6. The method of claim 5 , wherein the PHICH resources are informed by a bitmap which has a size of the number of PHICH resources.
A method for managing Physical Hybrid Automatic Repeat Request Indicator Channel (PHICH) resources in wireless communication systems addresses the challenge of efficiently allocating and signaling PHICH resources to user equipment (UE) in a cellular network. The method involves using a bitmap to inform the UE about the available PHICH resources, where the bitmap size corresponds to the number of PHICH resources. Each bit in the bitmap represents the status of a specific PHICH resource, indicating whether it is available or occupied. This approach allows the network to dynamically allocate PHICH resources based on current traffic conditions, improving resource utilization and reducing signaling overhead. The bitmap is transmitted to the UE as part of the downlink control information, enabling the UE to identify and decode the appropriate PHICH resources for receiving acknowledgment or negative acknowledgment signals.

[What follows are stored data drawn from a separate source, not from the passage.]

//! traffic-sim: synthetic experiment traffic for a feature flag.
//!
//! Usage:
//!   traffic-sim --sdk-key sdk-123 --num-records 500 --treatment-prob 0.4
//!   FLAG_SDK_KEY=sdk-123 traffic-sim --target-attribute tier --target-value Gold
//!   traffic-sim --sdk-key sdk-123 --profile demographic --flags-file flags.json

use anyhow::{Context, Result};
use clap::Parser;
use flagsim_core::{
    attributes::{AttributeSchema, UserGenerator},
    config::{self, SimulationConfig},
    error::SimError,
    events::LogEventSink,
    flag::{FlagOracle, FlagValue},
    logging::{self, LogSettings, LoggingContext},
    oracle::{FlagDefinition, RolloutOracle},
    policy::{self, TargetingRule},
    rng::{RngBank, StreamSlot},
    simulation::{RunSummary, Simulation},
};
use std::path::PathBuf;
use std::process::ExitCode;
use std::time::Duration;

#[derive(Parser, Debug)]
#[command(name = "traffic-sim")]
#[command(about = "Simulate user traffic against a feature flag and emit tracking events")]
#[command(version)]
struct Cli {
    /// SDK credential for the flag service
    #[arg(long, env = "FLAG_SDK_KEY", hide_env_values = true)]
    sdk_key: Option<String>,

    /// Flag to evaluate for every simulated user
    #[arg(long, default_value = config::DEFAULT_FLAG_KEY)]
    flag_key: String,

    /// Number of records to generate
    #[arg(long, default_value_t = config::DEFAULT_NUM_RECORDS)]
    num_records: u64,

    /// Tracking probability for users in the control arm
    #[arg(long, default_value_t = config::DEFAULT_CONTROL_PROB)]
    control_prob: f64,

    /// Tracking probability for users in the treatment arm
    #[arg(long, default_value_t = config::DEFAULT_TREATMENT_PROB)]
    treatment_prob: f64,

    /// Delay between records in seconds
    #[arg(long, default_value_t = 0.05)]
    delay: f64,

    /// Log file path
    #[arg(long, default_value = logging::DEFAULT_LOG_FILE)]
    log_file: PathBuf,

    /// Rotate the log file once it reaches this many bytes (0 disables)
    #[arg(long, default_value_t = logging::DEFAULT_MAX_BYTES)]
    log_max_bytes: u64,

    /// Number of rotated log files to keep
    #[arg(long, default_value_t = logging::DEFAULT_BACKUPS)]
    log_backups: usize,

    /// Run name stamped on every log line
    #[arg(long, default_value = logging::DEFAULT_RUN_NAME)]
    run_name: String,

    /// Evaluate flags without sending any tracking events
    #[arg(long)]
    no_tracking: bool,

    /// Name of the metric event (default: flag-<flag-key>-evaluation)
    #[arg(long)]
    metric_name: Option<String>,

    /// Extra conversion event sent with every tracked record (repeatable)
    #[arg(long = "extra-event")]
    extra_events: Vec<String>,

    /// User attribute to boost tracking probability for
    #[arg(long)]
    target_attribute: Option<String>,

    /// Value of the target attribute that receives the boost
    #[arg(long)]
    target_value: Option<String>,

    /// Multiplier applied to the base probability on a targeting match
    #[arg(long, default_value_t = policy::DEFAULT_BOOST_FACTOR)]
    boost_factor: f64,

    /// Built-in attribute profile: commerce or demographic
    #[arg(long, default_value = "commerce")]
    profile: String,

    /// JSON attribute schema; overrides --profile
    #[arg(long)]
    schema_file: Option<PathBuf>,

    /// JSON flag definitions; defaults to a boolean experiment on --flag-key
    #[arg(long)]
    flags_file: Option<PathBuf>,

    /// Share of users placed in treatment by the built-in experiment
    #[arg(long, default_value_t = 0.5)]
    rollout: f64,

    /// Value served when a flag evaluation fails
    #[arg(long, default_value = "false")]
    default_value: FlagValue,

    /// Fraction of evaluations that fail transiently and serve the default
    #[arg(long, default_value_t = 0.0)]
    fault_rate: f64,

    /// Master seed; a random seed is drawn and logged when omitted
    #[arg(long)]
    seed: Option<u64>,
}

fn main() -> ExitCode {
    let cli = Cli::parse();

    let logging = match LoggingContext::install(LogSettings {
        run_name: cli.run_name.clone(),
        file: cli.log_file.clone(),
        max_bytes: cli.log_max_bytes,
        backups: cli.log_backups,
        ..LogSettings::default()
    }) {
        Ok(ctx) => ctx,
        Err(e) => {
            eprintln!("Cannot set up logging at {}: {e}", cli.log_file.display());
            return ExitCode::from(1);
        }
    };
    log::info!("Starting {}", cli.run_name);

    match run(cli, &logging) {
        Ok(summary) => {
            log::debug!("summary: {}", serde_json::to_string(&summary).unwrap_or_default());
            ExitCode::SUCCESS
        }
        Err(e) => {
            log::error!("Fatal error: {e:#}");
            ExitCode::from(1)
        }
    }
}

fn run(cli: Cli, logging: &LoggingContext) -> Result<RunSummary> {
    // Configuration errors first: nothing runs until these pass.
    let targeting = TargetingRule::from_parts(
        cli.target_attribute.as_deref(),
        cli.target_value.as_deref(),
        cli.boost_factor,
    )?;
    let sdk_key = cli
        .sdk_key
        .filter(|k| !k.trim().is_empty())
        .ok_or(SimError::MissingCredential)?;
    let delay = Duration::try_from_secs_f64(cli.delay)
        .with_context(|| format!("invalid --delay {}", cli.delay))?;

    let schema = match &cli.schema_file {
        Some(path) => AttributeSchema::load(path)?,
        None => AttributeSchema::profile(&cli.profile)?,
    };
    if let Some(rule) = &targeting {
        if schema.find(&rule.attribute).is_none() {
            log::warn!(
                "target attribute '{}' is not in the schema; no record will be boosted",
                rule.attribute
            );
        }
    }

    let config = SimulationConfig {
        num_records: cli.num_records,
        control_prob: cli.control_prob,
        treatment_prob: cli.treatment_prob,
        delay,
        tracking_enabled: !cli.no_tracking,
        metric_name: cli.metric_name,
        metric_attribute: schema.metric_attribute.clone(),
        extra_events: cli.extra_events,
        default_value: cli.default_value,
        seed: cli.seed,
        ..SimulationConfig::new(cli.flag_key)
    }
    .with_targeting(targeting)
    .validated()?;

    let bank = config.seed.map(RngBank::new).unwrap_or_else(RngBank::from_entropy);

    let mut oracle = match &cli.flags_file {
        Some(path) => RolloutOracle::load(sdk_key, path)?,
        None => RolloutOracle::new(
            sdk_key,
            vec![FlagDefinition::experiment(&config.flag_key, cli.rollout)],
        )?,
    };
    if cli.fault_rate > 0.0 {
        oracle = oracle.with_fault_injection(cli.fault_rate, bank.for_slot(StreamSlot::OracleFaults));
    }
    if oracle.flag(&config.flag_key).is_none() {
        log::warn!(
            "flag '{}' is not defined; every record will receive the default {}",
            config.flag_key,
            config.default_value
        );
    }
    if !oracle.is_ready() {
        return Err(anyhow::anyhow!("Flag client failed to initialize"));
    }

    let generator = UserGenerator::new(schema, bank.for_slot(StreamSlot::Attributes))?;
    let mut sink = LogEventSink::new();
    log::info!("Logging to {}", logging.file().display());

    let simulation = Simulation::new(
        config,
        bank.master_seed(),
        generator,
        bank.for_slot(StreamSlot::Tracking),
        &mut oracle,
        &mut sink,
        logging.reporter(),
    );
    let summary = simulation.run()?;
    Ok(summary)
}

#[cfg(test)]
mod tests {
    use super::*;

    fn parse(args: &[&str]) -> Cli {
        Cli::try_parse_from(std::iter::once("traffic-sim").chain(args.iter().copied()))
            .expect("arguments should parse")
    }

    #[test]
    fn defaults_match_documented_values() {
        let cli = parse(&["--sdk-key", "sdk-test"]);
        assert_eq!(cli.num_records, 100);
        assert_eq!(cli.control_prob, 0.3);
        assert_eq!(cli.treatment_prob, 0.35);
        assert_eq!(cli.delay, 0.05);
        assert_eq!(cli.flag_key, "show-sponsored-product");
        assert_eq!(cli.default_value, FlagValue::Bool(false));
        assert!(!cli.no_tracking);
    }

    #[test]
    fn half_a_targeting_pair_is_rejected_before_any_work() {
        let dir = std::env::temp_dir().join(format!("traffic-sim-cli-{}", std::process::id()));
        let cli = parse(&[
            "--sdk-key",
            "sdk-test",
            "--target-attribute",
            "tier",
            "--delay",
            "0",
        ]);
        let ctx = LoggingContext::install(LogSettings {
            file: dir.join("cli.log"),
            console: false,
            ..LogSettings::default()
        })
        .expect("only this test installs the logger");
        let err = run(cli, &ctx).expect_err("incomplete targeting must fail");
        assert!(matches!(
            err.downcast_ref::<SimError>(),
            Some(SimError::IncompleteTargeting)
        ));
    }
}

This method enhances the efficiency of hybrid automatic repeat request (HARQ) processes by ensuring timely and accurate feedback for uplink transmissions. The use of a bitmap provides a scalable and flexible solution for managing PHICH resources, accommodating varying network loads and user demands.
7. The method of claim 5 , wherein a PHICH resource among the number of PHICH resources for each of the multiple UEs is determined as a next starting subframe of a control channel plus K subframes after transmitting the UL data.
This invention relates to wireless communication systems, specifically to the allocation and determination of Physical Hybrid Automatic Repeat Request Indicator Channel (PHICH) resources for multiple user equipment (UE) devices in a cellular network. The problem addressed is the efficient and timely allocation of PHICH resources to ensure reliable uplink (UL) data transmission and acknowledgment (ACK/NACK) feedback in a manner that minimizes delays and optimizes resource utilization. The method involves determining a PHICH resource for each UE by calculating a starting subframe based on the transmission of UL data. Specifically, the PHICH resource is assigned as the next available subframe following the transmission of the UL data, adjusted by a fixed offset of K subframes. This ensures that the PHICH resource is allocated in a predictable and synchronized manner, reducing the likelihood of collisions and improving the efficiency of ACK/NACK feedback. The method also accounts for the dynamic allocation of multiple PHICH resources to support concurrent UL transmissions from multiple UEs, ensuring that each UE receives timely feedback without resource contention. The invention is particularly useful in high-density wireless networks where efficient resource management is critical to maintaining low-latency communication and high throughput. By standardizing the PHICH resource allocation process, the method enhances the reliability and performance of UL data transmission in cellular networks.
8. The method of claim 1 , wherein the group-common PHICH is transmitted for each of a plurality of subbands.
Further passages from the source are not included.